Skim over this abbreviated and badly-formatted function definition, from glibpacrunner.c:
static void handle_method_call (GDBusConnection *connection, /* ... */) { /* ... */ if (/* ... */) { gchar *libproxy_url = g_strdup_printf ("pac+%s", pac_url); g_setenv ("http_proxy", libproxy_url, TRUE); g_free (libproxy_url); } else g_setenv ("http_proxy", "wpad://", TRUE); g_proxy_resolver_lookup_async (/* ... */); }
Note:
- This is a GDBus method call handler, so you know GDBus is currently running, and you know this is a multithreaded application.
- The code calls
setenv()
.
Because you’re a careful programmer, you check the manpage before using a function, and read all the way to the bottom, so you know that setenv()

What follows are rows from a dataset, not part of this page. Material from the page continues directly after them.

//! Lock-free metrics collection and periodic reporting
//!
//! All atomics use Relaxed ordering: these are statistical counters only,
//! never used for coordination.

use std::sync::atomic::{AtomicU64, Ordering};
use std::time::Instant;
use tracing::info;

/// Exponential bucket boundaries (microseconds)
/// Buckets: ≤1ms, ≤2ms, ≤5ms, ≤10ms, ≤25ms, ≤50ms, ≤100ms, ≤250ms, ≤1s, ≤5s, >5s
pub const METRICS_BUCKET_BOUNDS: [u64; 10] =
    [1_000, 2_000, 5_000, 10_000, 25_000, 50_000, 100_000, 250_000, 1_000_000, 5_000_000];
pub const METRICS_NUM_BUCKETS: usize = 11;

#[inline]
fn bucket_index(latency_us: u64) -> usize {
    METRICS_BUCKET_BOUNDS.partition_point(|&bound| bound < latency_us)
}

#[inline]
fn update_atomic_max(atomic_max: &AtomicU64, new_value: u64) {
    let mut current_max = atomic_max.load(Ordering::Relaxed);
    while new_value > current_max {
        match atomic_max.compare_exchange_weak(
            current_max,
            new_value,
            Ordering::Relaxed,
            Ordering::Relaxed,
        ) {
            Ok(_) => break,
            Err(actual) => current_max = actual,
        }
    }
}

/// Cumulative latency histogram
pub struct LatencyHistogram {
    buckets: [AtomicU64; METRICS_NUM_BUCKETS],
    sum_us: AtomicU64,
    max_us: AtomicU64,
}

impl LatencyHistogram {
    fn new() -> Self {
        Self {
            buckets: std::array::from_fn(|_| AtomicU64::new(0)),
            sum_us: AtomicU64::new(0),
            max_us: AtomicU64::new(0),
        }
    }

    fn record(&self, latency_us: u64) {
        self.buckets[bucket_index(latency_us)].fetch_add(1, Ordering::Relaxed);
        self.sum_us.fetch_add(latency_us, Ordering::Relaxed);
        update_atomic_max(&self.max_us, latency_us);
    }

    fn snapshot(&self) -> HistogramSnapshot {
        let mut buckets = [0u64; METRICS_NUM_BUCKETS];
        for (i, bucket) in self.buckets.iter().enumerate() {
            buckets[i] = bucket.load(Ordering::Relaxed);
        }
        HistogramSnapshot {
            buckets,
            sum_us: self.sum_us.load(Ordering::Relaxed),
            max_us: self.max_us.load(Ordering::Relaxed),
        }
    }
}

#[derive(Debug, Clone, Copy)]
pub struct HistogramSnapshot {
    pub buckets: [u64; METRICS_NUM_BUCKETS],
    pub sum_us: u64,
    pub max_us: u64,
}

impl HistogramSnapshot {
    pub fn count(&self) -> u64 {
        self.buckets.iter().sum()
    }

    pub fn avg_us(&self) -> u64 {
        let count = self.count();
        if count == 0 {
            0
        } else {
            self.sum_us / count
        }
    }
}

/// Gateway counters, shared via `Arc` by the HTTP handlers
pub struct Metrics {
    started_at: Instant,
    events_received: AtomicU64,
    events_queued: AtomicU64,
    events_bad_request: AtomicU64,
    events_failed: AtomicU64,
    gate_opened: AtomicU64,
    gate_failed: AtomicU64,
    gate_unknown_lane: AtomicU64,
    publish_latency: LatencyHistogram,
    gate_latency: LatencyHistogram,
}

impl Default for Metrics {
    fn default() -> Self {
        Self::new()
    }
}

impl Metrics {
    pub fn new() -> Self {
        Self {
            started_at: Instant::now(),
            events_received: AtomicU64::new(0),
            events_queued: AtomicU64::new(0),
            events_bad_request: AtomicU64::new(0),
            events_failed: AtomicU64::new(0),
            gate_opened: AtomicU64::new(0),
            gate_failed: AtomicU64::new(0),
            gate_unknown_lane: AtomicU64::new(0),
            publish_latency: LatencyHistogram::new(),
            gate_latency: LatencyHistogram::new(),
        }
    }

    #[inline]
    pub fn record_event_received(&self) {
        self.events_received.fetch_add(1, Ordering::Relaxed);
    }

    #[inline]
    pub fn record_event_bad_request(&self) {
        self.events_bad_request.fetch_add(1, Ordering::Relaxed);
    }

    #[inline]
    pub fn record_event_queued(&self, latency_us: u64) {
        self.events_queued.fetch_add(1, Ordering::Relaxed);
        self.publish_latency.record(latency_us);
    }

    #[inline]
    pub fn record_event_failed(&self, latency_us: u64) {
        self.events_failed.fetch_add(1, Ordering::Relaxed);
        self.publish_latency.record(latency_us);
    }

    #[inline]
    pub fn record_gate_opened(&self, latency_us: u64) {
        self.gate_opened.fetch_add(1, Ordering::Relaxed);
        self.gate_latency.record(latency_us);
    }

    #[inline]
    pub fn record_gate_failed(&self, latency_us: u64) {
        self.gate_failed.fetch_add(1, Ordering::Relaxed);
        self.gate_latency.record(latency_us);
    }

    #[inline]
    pub fn record_gate_unknown_lane(&self) {
        self.gate_unknown_lane.fetch_add(1, Ordering::Relaxed);
    }

    /// Consistent-enough snapshot of all counters
    pub fn report(&self) -> MetricsSummary {
        MetricsSummary {
            uptime_secs: self.started_at.elapsed().as_secs(),
            events_received: self.events_received.load(Ordering::Relaxed),
            events_queued: self.events_queued.load(Ordering::Relaxed),
            events_bad_request: self.events_bad_request.load(Ordering::Relaxed),
            events_failed: self.events_failed.load(Ordering::Relaxed),
            gate_opened: self.gate_opened.load(Ordering::Relaxed),
            gate_failed: self.gate_failed.load(Ordering::Relaxed),
            gate_unknown_lane: self.gate_unknown_lane.load(Ordering::Relaxed),
            publish_latency: self.publish_latency.snapshot(),
            gate_latency: self.gate_latency.snapshot(),
        }
    }
}

#[derive(Debug, Clone)]
pub struct MetricsSummary {
    pub uptime_secs: u64,
    pub events_received: u64,
    pub events_queued: u64,
    pub events_bad_request: u64,
    pub events_failed: u64,
    pub gate_opened: u64,
    pub gate_failed: u64,
    pub gate_unknown_lane: u64,
    pub publish_latency: HistogramSnapshot,
    pub gate_latency: HistogramSnapshot,
}

impl MetricsSummary {
    pub fn log(&self) {
        info!(
            uptime_secs = %self.uptime_secs,
            events_received = %self.events_received,
            events_queued = %self.events_queued,
            events_bad_request = %self.events_bad_request,
            events_failed = %self.events_failed,
            publish_avg_us = %self.publish_latency.avg_us(),
            publish_max_us = %self.publish_latency.max_us,
            gate_opened = %self.gate_opened,
            gate_failed = %self.gate_failed,
            gate_unknown_lane = %self.gate_unknown_lane,
            gate_avg_us = %self.gate_latency.avg_us(),
            gate_max_us = %self.gate_latency.max_us,
            "metrics_summary"
        );
    }
}
//! Dahua access-controller client
//!
//! Opens a lane barrier with the `openDoor` CGI command. The controller guards
//! the CGI with digest auth, so one command is two round trips: an unauthenticated
//! GET that earns a challenge, then the same GET with the computed `Authorization`.
//! Both trips share the caller's deadline.

use crate::domain::lane::{Controller, LaneMap};
use crate::io::digest::{new_cnonce, DigestChallenge};
use async_trait::async_trait;
use reqwest::header::WWW_AUTHENTICATE;
use reqwest::StatusCode;
use std::sync::Arc;
use std::time::Instant as StdInstant;
use thiserror::Error;
use tokio::time::{timeout_at, Instant};
use tracing::{debug, info, warn};

pub const OPEN_DOOR_PATH: &str = "/cgi-bin/accessControl.cgi?action=openDoor&channel=1&UserID=101";

#[derive(Debug, Error)]
pub enum DeviceError {
    #[error("controller answered with status {0}")]
    Status(u16),
    #[error("controller unreachable: {0}")]
    Transport(#[source] reqwest::Error),
    #[error("controller did not answer before the deadline")]
    Timeout,
    #[error("unusable auth challenge: {0}")]
    Challenge(String),
}

#[derive(Debug, Error)]
pub enum GateError {
    #[error("no controller configured for lane {0}")]
    UnknownLane(String),
    #[error(transparent)]
    Device(#[from] DeviceError),
}

/// Something that can lift a lane barrier
#[async_trait]
pub trait BarrierActuator: Send + Sync {
    async fn open_barrier(&self, lane: &str, deadline: Instant) -> Result<(), GateError>;
}

pub fn command_url(address: &str) -> String {
    format!("http://{}{}", address.trim().trim_end_matches('/'), OPEN_DOOR_PATH)
}

fn transport(e: reqwest::Error) -> DeviceError {
    if e.is_timeout() {
        DeviceError::Timeout
    } else {
        DeviceError::Transport(e)
    }
}

pub struct DahuaClient {
    lanes: Arc<LaneMap>,
    http: reqwest::Client,
}

impl DahuaClient {
    pub fn new(lanes: Arc<LaneMap>) -> Result<Self, reqwest::Error> {
        // One self-contained exchange per command, no idle connections kept
        let http = reqwest::Client::builder().http1_only().pool_max_idle_per_host(0).build()?;
        Ok(Self { lanes, http })
    }

    async fn open_door(&self, controller: &Controller) -> Result<(), DeviceError> {
        let url = command_url(&controller.address);

        let first = self
            .http
            .get(&url)
            .header("Accept", "*/*")
            .send()
            .await
            .map_err(transport)?;

        let status = first.status();
        if status == StatusCode::OK {
            return Ok(());
        }
        if status != StatusCode::UNAUTHORIZED {
            return Err(DeviceError::Status(status.as_u16()));
        }

        let challenge = first
            .headers()
            .get_all(WWW_AUTHENTICATE)
            .iter()
            .filter_map(|v| v.to_str().ok())
            .find_map(|v| match DigestChallenge::parse(v) {
                Ok(challenge) => Some(challenge),
                Err(e) => {
                    debug!(header = %v, error = %e, "gate_challenge_skipped");
                    None
                }
            })
            .ok_or_else(|| DeviceError::Challenge("401 without a usable Digest challenge".to_string()))?;
        drop(first);

        let authorization = challenge.authorization(
            &controller.credentials,
            "GET",
            OPEN_DOOR_PATH,
            1,
            &new_cnonce(),
        );

        let second = self
            .http
            .get(&url)
            .header("Accept", "*/*")
            .header(reqwest::header::AUTHORIZATION, authorization)
            .send()
            .await
            .map_err(transport)?;

        match second.status() {
            StatusCode::OK => Ok(()),
            other => Err(DeviceError::Status(other.as_u16())),
        }
    }
}

#[async_trait]
impl BarrierActuator for DahuaClient {
    async fn open_barrier(&self, lane: &str, deadline: Instant) -> Result<(), GateError> {
        let Some(controller) = self.lanes.resolve(lane) else {
            warn!(lane = %lane, "gate_lane_not_configured");
            return Err(GateError::UnknownLane(lane.to_string()));
        };

        let start = StdInstant::now();
        debug!(lane = %lane, address = %controller.address, "gate_open_command_sent");

        let result = match timeout_at(deadline, self.open_door(controller)).await {
            Ok(result) => result,
            Err(_) => Err(DeviceError::Timeout),
        };
        let latency_us = start.elapsed().as_micros() as u64;

        match result {
            Ok(()) => {
                info!(
                    lane = %lane,
                    address = %controller.address,
                    latency_us = %latency_us,
                    "gate_open_command"
                );
                Ok(())
            }
            Err(e) => {
                warn!(
                    lane = %lane,
                    address = %controller.address,
                    latency_us = %latency_us,
                    error = %e,
                    "gate_open_command_error"
                );
                Err(e.into())
            }
        }
    }
}
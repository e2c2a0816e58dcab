//! Domain models
//!
//! - `Event` - inbound camera notification and its raw bytes
//! - `LaneMap` - static lane → barrier controller mapping

pub mod event;
pub mod lane;

pub use event::{Event, ParseError, Picture, PictureRole};
pub use lane::{Controller, Credentials, LaneMap};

is not threadsafe. Unless your application is trivial and links to no libraries, you can be pretty confident that it is running secondary threads, and that, somewhere, those threads call getenv()
, because getenv()
is used pervasively in libraries. (A frequent culprit for internationalized applications is gettext(), conventionally defined as the underscore function _()
.)
So, what does this mean in practice? It means that if any other thread is calling getenv()
at the same time that you call setenv()
, one or the other call will blow up. This is a timing-dependent race that will only happen occasionally. Thanks to Murphy, you can expect it to only occur on the hardware that your important customer is running, and never for your developers when they attempt to reproduce the issue.
The safest solution is to ensure your application only ever calls setenv()
at the very top of main()
, before your first secondary thread is initialized. It can be quite hard to know which library calls will initialize secondary threads. (What about if you use GOptionContext
? Or GApplication
? If you need to check a setting before changing the environment, how many threads does a GSettings
object spawn when you create it? Even if it was zero — and it’s not — what if a custom GIO module was in use?) Your best bet is to restrict yourself to using setenv()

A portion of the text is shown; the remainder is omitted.